Activity
Copy out each line below containing "supported".

Records for the exercise
# # # # #
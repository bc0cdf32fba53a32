//! Output-device model and the shared device registry.
//!
//! Devices are identified by a zone-unique string address. The registry is a
//! lookup-only store shared between zone configurations; volume groups refer
//! to devices by address and never own them.

use dashmap::DashMap;
use serde::{Deserialize, Serialize};

use crate::error::{PolicyError, PolicyResult};

/// Kind of audio device behind an address.
#[derive(Debug, Clone, Copy, PartialEq, Eq, Serialize, Deserialize)]
#[serde(rename_all = "snake_case")]
pub enum DeviceType {
    /// Fixed cabin speaker.
    BuiltinSpeaker,
    /// Audio bus into an external amplifier.
    Bus,
    /// Bluetooth A2DP sink.
    Bluetooth,
    /// HDMI audio output.
    Hdmi,
    /// USB audio device.
    Usb,
    /// Bluetooth LE audio sink.
    BleHeadset,
    /// Wired headphones or headset.
    WiredHeadset,
    /// Fixed cabin microphone.
    BuiltinMicrophone,
}

impl DeviceType {
    /// Returns whether devices of this type can appear and disappear at
    /// runtime.
    #[must_use]
    pub fn is_dynamic(self) -> bool {
        matches!(
            self,
            Self::Bluetooth | Self::Hdmi | Self::Usb | Self::BleHeadset | Self::WiredHeadset
        )
    }

    /// Returns whether this is an input device type.
    #[must_use]
    pub fn is_input(self) -> bool {
        matches!(self, Self::BuiltinMicrophone)
    }
}

/// Gain range of a device or of a whole volume group, in millibel.
#[derive(Debug, Clone, Copy, PartialEq, Eq, Serialize, Deserialize)]
pub struct GainInfo {
    /// Smallest supported gain.
    pub min_mb: i32,
    /// Largest supported gain.
    pub max_mb: i32,
    /// Gain applied when no stored index exists.
    pub default_mb: i32,
    /// Quantization step; never zero.
    pub step_mb: i32,
}

impl GainInfo {
    /// Validates the `min ≤ default ≤ max`, `step ≠ 0` invariants.
    pub fn validate(&self) -> PolicyResult<()> {
        if self.step_mb == 0 {
            return Err(PolicyError::Configuration(
                "gain step must not be zero".to_string(),
            ));
        }
        if self.min_mb > self.max_mb || self.default_mb < self.min_mb || self.default_mb > self.max_mb
        {
            return Err(PolicyError::Configuration(format!(
                "gain range violates min <= default <= max: min={} default={} max={}",
                self.min_mb, self.default_mb, self.max_mb
            )));
        }
        Ok(())
    }

    /// Largest valid gain index: `(max - min) / step`.
    #[must_use]
    pub fn max_index(&self) -> i32 {
        (self.max_mb - self.min_mb) / self.step_mb
    }

    /// Gain in millibel for an index: `min + index * step`.
    #[must_use]
    pub fn gain_for_index(&self, index: i32) -> i32 {
        self.min_mb + index * self.step_mb
    }

    /// Index for a gain in millibel: `(gain - min) / step`.
    #[must_use]
    pub fn index_for_gain(&self, gain_mb: i32) -> i32 {
        (gain_mb - self.min_mb) / self.step_mb
    }

    /// Index corresponding to the default gain.
    #[must_use]
    pub fn default_index(&self) -> i32 {
        self.index_for_gain(self.default_mb)
    }
}

/// An addressable audio device.
#[derive(Debug, Clone, Serialize, Deserialize)]
pub struct AudioDevice {
    /// Zone-unique device address.
    pub address: String,
    /// Device kind.
    pub device_type: DeviceType,
    /// Gain capabilities. Meaningless for input devices.
    pub gain: GainInfo,
}

/// Lookup-only registry of known devices, shared across zones.
///
/// Ownership stays here; volume groups and zone configurations hold
/// addresses and query on demand. Dynamic devices are inserted and removed
/// by `on_audio_ports_changed`.
#[derive(Default)]
pub struct DeviceRegistry {
    devices: DashMap<String, AudioDevice>,
}

impl DeviceRegistry {
    /// Creates an empty registry.
    #[must_use]
    pub fn new() -> Self {
        Self::default()
    }

    /// Inserts or replaces a device. Returns the previous entry, if any.
    pub fn insert(&self, device: AudioDevice) -> Option<AudioDevice> {
        self.devices.insert(device.address.clone(), device)
    }

    /// Removes a device by address.
    pub fn remove(&self, address: &str) -> Option<AudioDevice> {
        self.devices.remove(address).map(|(_, device)| device)
    }

    /// Looks up a device by address.
    #[must_use]
    pub fn get(&self, address: &str) -> Option<AudioDevice> {
        self.devices.get(address).map(|entry| entry.value().clone())
    }

    /// Returns whether a device with the address is known.
    #[must_use]
    pub fn contains(&self, address: &str) -> bool {
        self.devices.contains_key(address)
    }

    /// All registered addresses.
    #[must_use]
    pub fn addresses(&self) -> Vec<String> {
        self.devices
            .iter()
            .map(|entry| entry.key().clone())
            .collect()
    }

    /// Number of registered devices.
    #[must_use]
    pub fn len(&self) -> usize {
        self.devices.len()
    }

    /// Returns whether the registry is empty.
    #[must_use]
    pub fn is_empty(&self) -> bool {
        self.devices.is_empty()
    }
}

#[cfg(test)]
mod tests {
    use super::*;

    fn speaker_gain() -> GainInfo {
        GainInfo {
            min_mb: -3200,
            max_mb: 600,
            default_mb: 0,
            step_mb: 100,
        }
    }

    #[test]
    fn gain_index_arithmetic_round_trips() {
        let gain = speaker_gain();
        assert_eq!(gain.max_index(), 38);
        assert_eq!(gain.gain_for_index(0), -3200);
        assert_eq!(gain.gain_for_index(32), 0);
        assert_eq!(gain.index_for_gain(gain.gain_for_index(17)), 17);
        assert_eq!(gain.default_index(), 32);
    }

    #[test]
    fn zero_step_is_rejected() {
        let gain = GainInfo {
            min_mb: 0,
            max_mb: 100,
            default_mb: 0,
            step_mb: 0,
        };
        assert!(gain.validate().is_err());
    }

    #[test]
    fn default_outside_range_is_rejected() {
        let gain = GainInfo {
            min_mb: 0,
            max_mb: 100,
            default_mb: 200,
            step_mb: 10,
        };
        assert!(gain.validate().is_err());
    }

    #[test]
    fn dynamic_types_are_removable() {
        assert!(DeviceType::Bluetooth.is_dynamic());
        assert!(DeviceType::Usb.is_dynamic());
        assert!(!DeviceType::Bus.is_dynamic());
        assert!(!DeviceType::BuiltinSpeaker.is_dynamic());
    }

    #[test]
    fn registry_lookup_by_address() {
        let registry = DeviceRegistry::new();
        registry.insert(AudioDevice {
            address: "bus0_media".to_string(),
            device_type: DeviceType::Bus,
            gain: speaker_gain(),
        });

        assert!(registry.contains("bus0_media"));
        assert_eq!(registry.get("bus0_media").unwrap().device_type, DeviceType::Bus);
        assert!(registry.get("bus1_nav").is_none());

        registry.remove("bus0_media");
        assert!(registry.is_empty());
    }
}
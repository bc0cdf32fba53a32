//! Volume-group model: devices, groups, and core-mixer reconciliation.

pub mod device;
pub mod group;
pub mod mixer;

pub use device::{AudioDevice, DeviceRegistry, DeviceType, GainInfo};
pub use group::{GainBackend, GainSink, GroupDevice, GroupId, VolumeGroup};
pub use mixer::{CoreMixer, MixerVolumeState};

use crate::zone::ZoneId;

/// Prefix of the persisted gain-index settings key.
const VOLUME_SETTINGS_PREFIX: &str = "android.car.VOLUME_GROUP/";

/// Settings key under which a group's gain index is persisted.
///
/// The key encodes zone and group as `(zone_id << 8) | group_id`; the format
/// is wire-compatible with the platform settings store and must not change.
#[must_use]
pub fn gain_index_settings_key(zone_id: ZoneId, group_id: GroupId) -> String {
    format!(
        "{VOLUME_SETTINGS_PREFIX}{}",
        (u64::from(zone_id) << 8) | u64::from(group_id)
    )
}

/// Read seam into the external settings store for persisted gain indices.
///
/// Persistence itself lives outside the core; the store is consulted once at
/// bootstrap to seed each group's `current_index`.
pub trait GainIndexStore: Send + Sync {
    /// Returns the persisted gain index for the key, or −1 when unset.
    fn read_gain_index(&self, key: &str) -> i32;
}

/// Looks up the persisted index for a group, treating −1 (and any negative
/// value) as unset.
#[must_use]
pub fn stored_gain_index(
    store: &dyn GainIndexStore,
    zone_id: ZoneId,
    group_id: GroupId,
) -> Option<i32> {
    let value = store.read_gain_index(&gain_index_settings_key(zone_id, group_id));
    (value >= 0).then_some(value)
}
# # # # #
Output for this exercise
    /// Smallest supported gain.
    /// Largest supported gain.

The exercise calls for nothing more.